By Jamie Love - June 28th, 2009

It’s remarkable that for any length of time Sega was home to Yu Suzuki, Yuji Naka, and Tetsuya Mizuguchi simultaneously. Even more incredible to ponder what energy must have pulsed through the walls of such a building as all three considered the future of their medium through different, sometimes comparable approaches, largely sharing in the singular desire to connect with the gamer on a deeper level.
When Yuji Naka founded Prope Studios with the intention of pursuing the development of new titles separate from his legacy of work with Sega, it was hard to know what to expect. Certainly the responsibility of leading Sonic Team limited the possibility for working on new IPs – much in the same way Kojima speaks of working on new titles but is continually drawn back to the Metal Gear franchise as a foundation of Konami’s fiscal success.

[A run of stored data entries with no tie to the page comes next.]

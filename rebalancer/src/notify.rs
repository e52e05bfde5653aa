//! Best-effort operator notifications. A failure to notify never fails
//! the caller — workers and the webhook handler log a warning and move
//! on, since a missed notification is not worth aborting an order for.
//!
//! Rate-limiting a single asset's "new limit placed" messages lives in
//! [`crate::engine::WorkerRegistry`] rather than here: the notifier a
//! given call uses can change request to request (a webhook's
//! `line_token` overrides the default), but the interval must track the
//! asset regardless of which notifier instance ends up sending.

use std::time::Duration;

use log::warn;
use reqwest::blocking::Client;

/// A channel operators can be told about order lifecycle events on.
/// Implementations must not block the caller for long or panic; any
/// failure is swallowed after a log line.
pub trait Notifier: Send + Sync {
    fn notify(&self, message: &str);
}

/// Sends a message via the LINE Notify API, as the original service did.
pub struct LineNotifier {
    client: Client,
    token: String,
}

impl LineNotifier {
    pub fn new(token: &str) -> Self {
        Self {
            client: Client::builder()
                .timeout(Duration::from_secs(5))
                .build()
                .unwrap_or_else(|_| Client::new()),
            token: token.to_string(),
        }
    }
}

impl Notifier for LineNotifier {
    fn notify(&self, message: &str) {
        let result = self
            .client
            .post("https://notify-api.line.me/api/notify")
            .header("Authorization", format!("Bearer {}", self.token))
            .form(&[("message", message)])
            .send();

        match result {
            Ok(resp) if !resp.status().is_success() => {
                warn!("line notify returned {}", resp.status());
            }
            Err(e) => warn!("line notify request failed: {e}"),
            Ok(_) => {}
        }
    }
}

/// Discards every message. The default when no notification token is
/// configured.
pub struct NoopNotifier;

impl Notifier for NoopNotifier {
    fn notify(&self, _message: &str) {}
}
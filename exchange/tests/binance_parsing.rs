//! Tests for Binance API response parsing and auth — no live connection needed.

use rebalancer_exchange::binance::auth;
use rebalancer_exchange::binance::types::{AccountInfo, BookTicker, DepthResponse, ExchangeInfo, OrderResponse};

// ============================================================================
// HMAC-SHA256 signing
// ============================================================================

#[test]
fn sign_binance_docs_example() {
    let query = "symbol=LTCBTC&side=BUY&type=LIMIT&timeInForce=GTC\
                 &quantity=1&price=0.1&recvWindow=5000&timestamp=1499827319559";
    let secret = "NhqPtmdSJYdKjVHjA7PZj4Mge3R5YNiP1e3UZjInClVN65XAbvqqM6A7H5fATj0j";
    let sig = auth::sign(query, secret);
    assert_eq!(
        sig,
        "c8db56825ae71d6d79447849e617115f4a920fa2acdcab2b053c4b2838bd6b71"
    );
}

#[test]
fn sign_empty_query() {
    let sig = auth::sign("", "secret");
    assert_eq!(sig.len(), 64, "SHA256 hex is always 64 chars");
}

#[test]
fn sign_deterministic() {
    let a = auth::sign("foo=bar", "key");
    let b = auth::sign("foo=bar", "key");
    assert_eq!(a, b, "same input must produce same signature");
}

#[test]
fn sign_different_keys_differ() {
    let a = auth::sign("foo=bar", "key1");
    let b = auth::sign("foo=bar", "key2");
    assert_ne!(a, b, "different keys must produce different signatures");
}

// ============================================================================
// AccountInfo parsing
// ============================================================================

#[test]
fn parse_account_info_full() {
    let json = r#"{
        "balances": [
            { "asset": "BTC", "free": "1.00000000", "locked": "0.50000000" },
            { "asset": "USDT", "free": "10000.00", "locked": "0.00" }
        ],
        "canTrade": true
    }"#;

    let info: AccountInfo = serde_json::from_str(json).unwrap();
    assert_eq!(info.balances.len(), 2);
    assert!(info.can_trade);
    assert_eq!(info.balances[0].asset, "BTC");
    assert_eq!(info.balances[0].free, "1.00000000");
    assert_eq!(info.balances[1].asset, "USDT");
}

#[test]
fn parse_account_info_empty_balances() {
    let json = r#"{ "balances": [] }"#;
    let info: AccountInfo = serde_json::from_str(json).unwrap();
    assert!(info.balances.is_empty());
    assert!(!info.can_trade);
}

#[test]
fn parse_account_info_extra_fields_ignored() {
    let json = r#"{
        "makerCommission": 15,
        "takerCommission": 15,
        "balances": [],
        "canTrade": true,
        "permissions": ["SPOT"]
    }"#;

    let info: AccountInfo = serde_json::from_str(json).unwrap();
    assert!(info.can_trade);
}

// ============================================================================
// OrderResponse parsing
// ============================================================================

#[test]
fn parse_order_response_filled() {
    let json = r#"{
        "symbol": "BTCUSDT",
        "orderId": 28,
        "side": "BUY",
        "status": "FILLED",
        "price": "10000.00",
        "origQty": "10.00000000",
        "executedQty": "10.00000000",
        "cummulativeQuoteQty": "100000.00"
    }"#;

    let resp: OrderResponse = serde_json::from_str(json).unwrap();
    assert_eq!(resp.symbol, "BTCUSDT");
    assert_eq!(resp.order_id, 28);
    assert_eq!(resp.side, "BUY");
    assert_eq!(resp.status, "FILLED");
    assert_eq!(resp.orig_qty, "10.00000000");
    assert_eq!(resp.executed_qty, "10.00000000");
    assert_eq!(resp.cummulative_quote_qty, "100000.00");
}

#[test]
fn parse_order_response_new_without_cumulative_quote_qty() {
    let json = r#"{
        "symbol": "ETHUSDT",
        "orderId": 123456,
        "side": "SELL",
        "status": "NEW",
        "price": "2000.00",
        "origQty": "5.00000000",
        "executedQty": "0.00000000"
    }"#;

    let resp: OrderResponse = serde_json::from_str(json).unwrap();
    assert_eq!(resp.status, "NEW");
    assert_eq!(resp.executed_qty, "0.00000000");
    assert_eq!(resp.cummulative_quote_qty, "");
}

#[test]
fn parse_order_response_partial_fill() {
    let json = r#"{
        "symbol": "BTCUSDT",
        "orderId": 42,
        "side": "BUY",
        "status": "PARTIALLY_FILLED",
        "price": "10000.00",
        "origQty": "5.00000000",
        "executedQty": "3.50000000",
        "cummulativeQuoteQty": "35000.00"
    }"#;

    let resp: OrderResponse = serde_json::from_str(json).unwrap();
    assert_eq!(resp.status, "PARTIALLY_FILLED");
}

// ============================================================================
// BookTicker / DepthResponse / ExchangeInfo parsing
// ============================================================================

#[test]
fn parse_book_ticker() {
    let json = r#"{
        "symbol": "BTCUSDT",
        "bidPrice": "43250.50",
        "bidQty": "1.234",
        "askPrice": "43251.00",
        "askQty": "0.567"
    }"#;

    let ticker: BookTicker = serde_json::from_str(json).unwrap();
    assert_eq!(ticker.symbol, "BTCUSDT");
    assert_eq!(ticker.bid_price, "43250.50");
    assert_eq!(ticker.ask_price, "43251.00");
}

#[test]
fn parse_depth_response() {
    let json = r#"{
        "lastUpdateId": 1027024,
        "bids": [["4.00000000", "431.00000000"]],
        "asks": [["4.00000200", "12.00000000"]]
    }"#;

    let depth: DepthResponse = serde_json::from_str(json).unwrap();
    assert_eq!(depth.bids[0][0], "4.00000000");
    assert_eq!(depth.asks[0][1], "12.00000000");
}

#[test]
fn parse_exchange_info_filters() {
    let json = r#"{
        "symbols": [
            {
                "symbol": "BTCUSDT",
                "baseAsset": "BTC",
                "quoteAsset": "USDT",
                "filters": [
                    { "filterType": "PRICE_FILTER", "tickSize": "0.01000000" },
                    { "filterType": "LOT_SIZE", "stepSize": "0.00001000", "minQty": "0.00001000" },
                    { "filterType": "MIN_NOTIONAL", "minNotional": "10.00000000" }
                ]
            }
        ]
    }"#;

    let info: ExchangeInfo = serde_json::from_str(json).unwrap();
    assert_eq!(info.symbols.len(), 1);
    let s = &info.symbols[0];
    assert_eq!(s.base_asset, "BTC");
    assert_eq!(s.filters[0].filter_kind, "PRICE_FILTER");
    assert_eq!(s.filters[0].tick_size.as_deref(), Some("0.01000000"));
}

// ============================================================================
// Error cases — malformed JSON
// ============================================================================

#[test]
fn reject_missing_required_fields() {
    let json = r#"{ "canTrade": true }"#;
    assert!(serde_json::from_str::<AccountInfo>(json).is_err());
}

#[test]
fn reject_wrong_type_order_id() {
    let json = r#"{
        "symbol": "BTCUSDT",
        "orderId": "not_a_number",
        "side": "BUY",
        "status": "NEW",
        "price": "0",
        "origQty": "0.0",
        "executedQty": "0.0"
    }"#;
    assert!(serde_json::from_str::<OrderResponse>(json).is_err());
}

#[test]
fn reject_empty_json() {
    assert!(serde_json::from_str::<AccountInfo>("{}").is_err());
    assert!(serde_json::from_str::<OrderResponse>("{}").is_err());
    assert!(serde_json::from_str::<BookTicker>("{}").is_err());
}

New ideas are reliably risky – it’s a fact. But a new studio offers the chance to create a space where the goal is to explore new possibilities. Studios are too often weighed down by the success of previous titles, enslaved to the inevitable demand for more. Videogames may be a business, but in any other medium there would be more people arguing that the pure pursuit of profit prior to the development of ideas results in bland, soulless creations that corrupt the point altogether. Maybe it’s because videogames as a medium haven’t yet achieved the same level of critical placement, that we focus primarily on the financial aspect. Or maybe we reliably reveal the dollar as our primary concern. But regardless of whether you place more emphasis on the statistics of financial firms rather than the goals and aspirations of those that founded and nourished the industry, perhaps you wouldn’t begrudge me suggesting that this is a very grey and dull way to interpret the medium.